With that, Pinchas! (The parsha read during the week of July 23.)
Pinchas is the name of a zealot who took the law in his own
hands and killed a couple whom he deemed to be defilers of
Israel’s morality- that happens at the end of parshat Balak. In
what seems to be a strange reward for an act of violence, at the
beginning of this week’s parsha God gives him a covenant of
peace and a share in the priesthood.

Then there is another census of the tribes, and a legal appeal of
sexist inheritance laws, brought by the five daughters of
Tzelophechad. (Say THAT ten times fast!) Moshe is told he will
die without entering the Land, and he authorizes Joshua to
succeed him. The portion ends with a review of the holidays and
their specific rituals in the Mishkan (portable Sanctuary.)

Perhaps the most poignant moment of the parsha occurs when
Moshe is told by God to ascend the mountain to view the Land-
the very Land he will not enter. In the midrash (rabbinic
commentaries), Moshe protests greatly, but in the Torah text
itself, he merely asks that God appoint a worthy successor:

“Moshe spoke to the Lord, saying: ‘Let the Lord, the God of
spirits of all flesh, appoint a man over the congregation, who will
go forth before them and come before them, who will lead them
out and bring them in, so that the congregation of the Lord will
not be like sheep without a shepherd.’ ” (Bamidbar/Numbers
27:15-17)

Many commentaries have pointed out Moshe’s selfless
benevolence: even at this moment of crushing personal
vulnerability and disappointment, he thinks of the community and
their need to have a brave and inspirational leader. Notice, too,
that Moshe addresses God in a most unusual manner: he calls
God “Elohai Haruchot l’kol basar,” or “God of the spirits of all
flesh.”

Usually, Moshe is rather direct in his speech, both to God and
human beings, so it seems out of character to have him speak
in rhetorical flourishes.

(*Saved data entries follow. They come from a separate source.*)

//! In-memory collaborators for tests and embedding hosts.
//!
//! Every mock records what the engine asked of it and exposes knobs to
//! script the next answer.

use std::collections::{HashMap, HashSet};
use std::sync::atomic::{AtomicBool, AtomicUsize, Ordering};
use std::sync::{Mutex, MutexGuard};

use async_trait::async_trait;
use chrono::{Duration, NaiveDate, NaiveDateTime};
use tokio::sync::{Notify, oneshot, watch};

use fieldalert_core::{AlertError, AlertKind, AlertRecord, ButtonChoice, Result, ScopePrefix};

use crate::traits::{
    Acknowledger, Actuator, AlertSource, Clock, DialogRequest, Presenter, SessionId, VibrationPattern,
};

fn lock<T>(mutex: &Mutex<T>) -> MutexGuard<'_, T> {
    mutex.lock().unwrap_or_else(|poisoned| poisoned.into_inner())
}

/// Scripted [`AlertSource`].
#[derive(Default)]
pub struct MockAlertSource {
    records: Mutex<HashMap<AlertKind, Vec<AlertRecord>>>,
    failing: Mutex<HashSet<AlertKind>>,
    calls: Mutex<HashMap<AlertKind, usize>>,
    scopes: Mutex<Vec<ScopePrefix>>,
}

impl MockAlertSource {
    pub fn new() -> Self {
        Self::default()
    }

    /// Records returned by every following fetch of `kind`.
    pub fn set_records(&self, kind: AlertKind, records: Vec<AlertRecord>) {
        lock(&self.records).insert(kind, records);
    }

    /// Make fetches of `kind` fail with `FetchFailure`.
    pub fn fail(&self, kind: AlertKind, failing: bool) {
        let mut set = lock(&self.failing);
        if failing {
            set.insert(kind);
        } else {
            set.remove(&kind);
        }
    }

    /// Number of fetches of `kind` so far, failed ones included.
    pub fn calls(&self, kind: AlertKind) -> usize {
        lock(&self.calls).get(&kind).copied().unwrap_or(0)
    }

    /// Every scope fetched, in order.
    pub fn scopes(&self) -> Vec<ScopePrefix> {
        lock(&self.scopes).clone()
    }
}

#[async_trait]
impl AlertSource for MockAlertSource {
    async fn fetch(&self, kind: AlertKind, scope: &ScopePrefix) -> Result<Vec<AlertRecord>> {
        *lock(&self.calls).entry(kind).or_insert(0) += 1;
        lock(&self.scopes).push(scope.clone());
        if lock(&self.failing).contains(&kind) {
            return Err(AlertError::fetch(kind, "store unreachable"));
        }
        Ok(lock(&self.records).get(&kind).cloned().unwrap_or_default())
    }
}

/// [`Acknowledger`] backed by a set.
#[derive(Default)]
pub struct MemoryAckStore {
    markers: Mutex<HashSet<(String, NaiveDate, String)>>,
    fail_writes: AtomicBool,
}

impl MemoryAckStore {
    pub fn new() -> Self {
        Self::default()
    }

    pub fn len(&self) -> usize {
        lock(&self.markers).len()
    }

    pub fn is_empty(&self) -> bool {
        self.len() == 0
    }

    /// Make every following write fail.
    pub fn fail_writes(&self, fail: bool) {
        self.fail_writes.store(fail, Ordering::SeqCst);
    }
}

impl Acknowledger for MemoryAckStore {
    fn exists(&self, user_id: &str, date: NaiveDate, file: &str) -> Result<bool> {
        Ok(lock(&self.markers).contains(&(user_id.to_string(), date, file.to_string())))
    }

    fn write(&self, user_id: &str, date: NaiveDate, file: &str) -> Result<()> {
        if self.fail_writes.load(Ordering::SeqCst) {
            return Err(AlertError::internal("acknowledgement store is read-only"));
        }
        lock(&self.markers).insert((user_id.to_string(), date, file.to_string()));
        Ok(())
    }
}

/// Scripted [`Presenter`].
///
/// Dialogs stay open until [`MockPresenter::press`] answers them or the engine
/// dismisses them.
pub struct MockPresenter {
    shown: Mutex<Vec<DialogRequest>>,
    pending: Mutex<HashMap<SessionId, oneshot::Sender<Result<ButtonChoice>>>>,
    dismissed: Mutex<Vec<SessionId>>,
    notifications: Mutex<Vec<AlertKind>>,
    active: Mutex<HashSet<AlertKind>>,
    foreground: watch::Sender<bool>,
    deny_listener: AtomicBool,
    fail_dialogs: AtomicBool,
    shown_changed: Notify,
}

impl Default for MockPresenter {
    fn default() -> Self {
        Self::new()
    }
}

impl MockPresenter {
    /// A foregrounded presenter.
    pub fn new() -> Self {
        let (foreground, _) = watch::channel(true);
        Self {
            shown: Mutex::new(Vec::new()),
            pending: Mutex::new(HashMap::new()),
            dismissed: Mutex::new(Vec::new()),
            notifications: Mutex::new(Vec::new()),
            active: Mutex::new(HashSet::new()),
            foreground,
            deny_listener: AtomicBool::new(false),
            fail_dialogs: AtomicBool::new(false),
            shown_changed: Notify::new(),
        }
    }

    /// Answer an open dialog. Returns false if it is not open.
    pub fn press(&self, session: SessionId, choice: ButtonChoice) -> bool {
        match lock(&self.pending).remove(&session) {
            Some(answer) => answer.send(Ok(choice)).is_ok(),
            None => false,
        }
    }

    /// Sessions still awaiting an answer, oldest first.
    pub fn open_sessions(&self) -> Vec<SessionId> {
        let mut sessions: Vec<SessionId> = lock(&self.pending).keys().copied().collect();
        sessions.sort_unstable();
        sessions
    }

    /// Every dialog requested so far.
    pub fn shown(&self) -> Vec<DialogRequest> {
        lock(&self.shown).clone()
    }

    pub fn dismissed(&self) -> Vec<SessionId> {
        lock(&self.dismissed).clone()
    }

    /// Every passive notification posted so far.
    pub fn notifications(&self) -> Vec<AlertKind> {
        lock(&self.notifications).clone()
    }

    /// Simulate the operator swiping a notification away.
    pub fn clear_notification(&self, kind: AlertKind) {
        lock(&self.active).remove(&kind);
    }

    pub fn set_foreground(&self, foreground: bool) {
        self.foreground.send_replace(foreground);
    }

    /// Refuse foreground listener registration.
    pub fn deny_listener(&self) {
        self.deny_listener.store(true, Ordering::SeqCst);
    }

    /// Make `show_dialog` fail immediately.
    pub fn fail_dialogs(&self, fail: bool) {
        self.fail_dialogs.store(fail, Ordering::SeqCst);
    }

    /// Wait until at least `count` dialogs have been requested.
    pub async fn wait_for_dialogs(&self, count: usize) {
        loop {
            let changed = self.shown_changed.notified();
            if lock(&self.shown).len() >= count {
                return;
            }
            changed.await;
        }
    }
}

#[async_trait]
impl Presenter for MockPresenter {
    async fn show_dialog(&self, request: DialogRequest) -> Result<ButtonChoice> {
        let session = request.session;
        lock(&self.shown).push(request);
        self.shown_changed.notify_waiters();

        if self.fail_dialogs.load(Ordering::SeqCst) {
            return Err(AlertError::internal("window token invalid"));
        }

        let (tx, rx) = oneshot::channel();
        lock(&self.pending).insert(session, tx);
        rx.await
            .unwrap_or_else(|_| Err(AlertError::internal("dialog dismissed without an answer")))
    }

    fn dismiss_dialog(&self, session: SessionId) {
        lock(&self.pending).remove(&session);
        lock(&self.dismissed).push(session);
    }

    fn show_passive_notification(&self, kind: AlertKind) {
        lock(&self.notifications).push(kind);
        lock(&self.active).insert(kind);
    }

    fn notification_active(&self, kind: AlertKind) -> bool {
        lock(&self.active).contains(&kind)
    }

    fn is_foreground(&self) -> bool {
        *self.foreground.borrow()
    }

    fn foreground_changes(&self) -> Result<Option<watch::Receiver<bool>>> {
        if self.deny_listener.load(Ordering::SeqCst) {
            return Err(AlertError::permission("foreground listener", "registration refused"));
        }
        Ok(Some(self.foreground.subscribe()))
    }
}

/// [`Actuator`] that records every call.
#[derive(Default)]
pub struct MockActuator {
    sounds: Mutex<Vec<u32>>,
    vibrations: AtomicUsize,
    muted: AtomicBool,
}

impl MockActuator {
    pub fn new() -> Self {
        Self::default()
    }

    pub fn set_muted(&self, muted: bool) {
        self.muted.store(muted, Ordering::SeqCst);
    }

    /// Duration of every sound played, in order.
    pub fn sounds(&self) -> Vec<u32> {
        lock(&self.sounds).clone()
    }

    pub fn vibrations(&self) -> usize {
        self.vibrations.load(Ordering::SeqCst)
    }
}

impl Actuator for MockActuator {
    fn play_sound(&self, duration_secs: u32) {
        lock(&self.sounds).push(duration_secs);
    }

    fn vibrate(&self, _pattern: VibrationPattern) {
        self.vibrations.fetch_add(1, Ordering::SeqCst);
    }

    fn is_muted(&self) -> bool {
        self.muted.load(Ordering::SeqCst)
    }
}

/// Settable [`Clock`].
pub struct ManualClock {
    now: Mutex<NaiveDateTime>,
}

impl ManualClock {
    pub fn new(now: NaiveDateTime) -> Self {
        Self { now: Mutex::new(now) }
    }

    /// Clock at a local date and minute; an invalid date falls back to the epoch.
    pub fn at(year: i32, month: u32, day: u32, hour: u32, minute: u32) -> Self {
        let now = NaiveDate::from_ymd_opt(year, month, day)
            .and_then(|date| date.and_hms_opt(hour, minute, 0))
            .unwrap_or_default();
        Self::new(now)
    }

    pub fn set(&self, now: NaiveDateTime) {
        *lock(&self.now) = now;
    }

    pub fn advance_minutes(&self, minutes: i64) {
        *lock(&self.now) += Duration::minutes(minutes);
    }
}

impl Clock for ManualClock {
    fn now(&self) -> NaiveDateTime {
        *lock(&self.now)
    }
}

Our teacher Rashi brings a lovely
explanation from an earlier midrash, an explanation which
connects Moshe’s special way of addressing God to the content
of his prayer for a worthy successor:

Here’s Rashi’s question and answer:

“Why is this [God of the spirits of all flesh] said? [Moshe] said to
God, ‘Master of the universe, the character of each person is
revealed to you, and no two are alike. Appoint over them a leader
who will tolerate each person according to his individual
character.’ ”

In this interpretation, “God of the spirit of all flesh” means that
God knows and appreciates the unique spirit of each individual,
and the leader of the people should do likewise.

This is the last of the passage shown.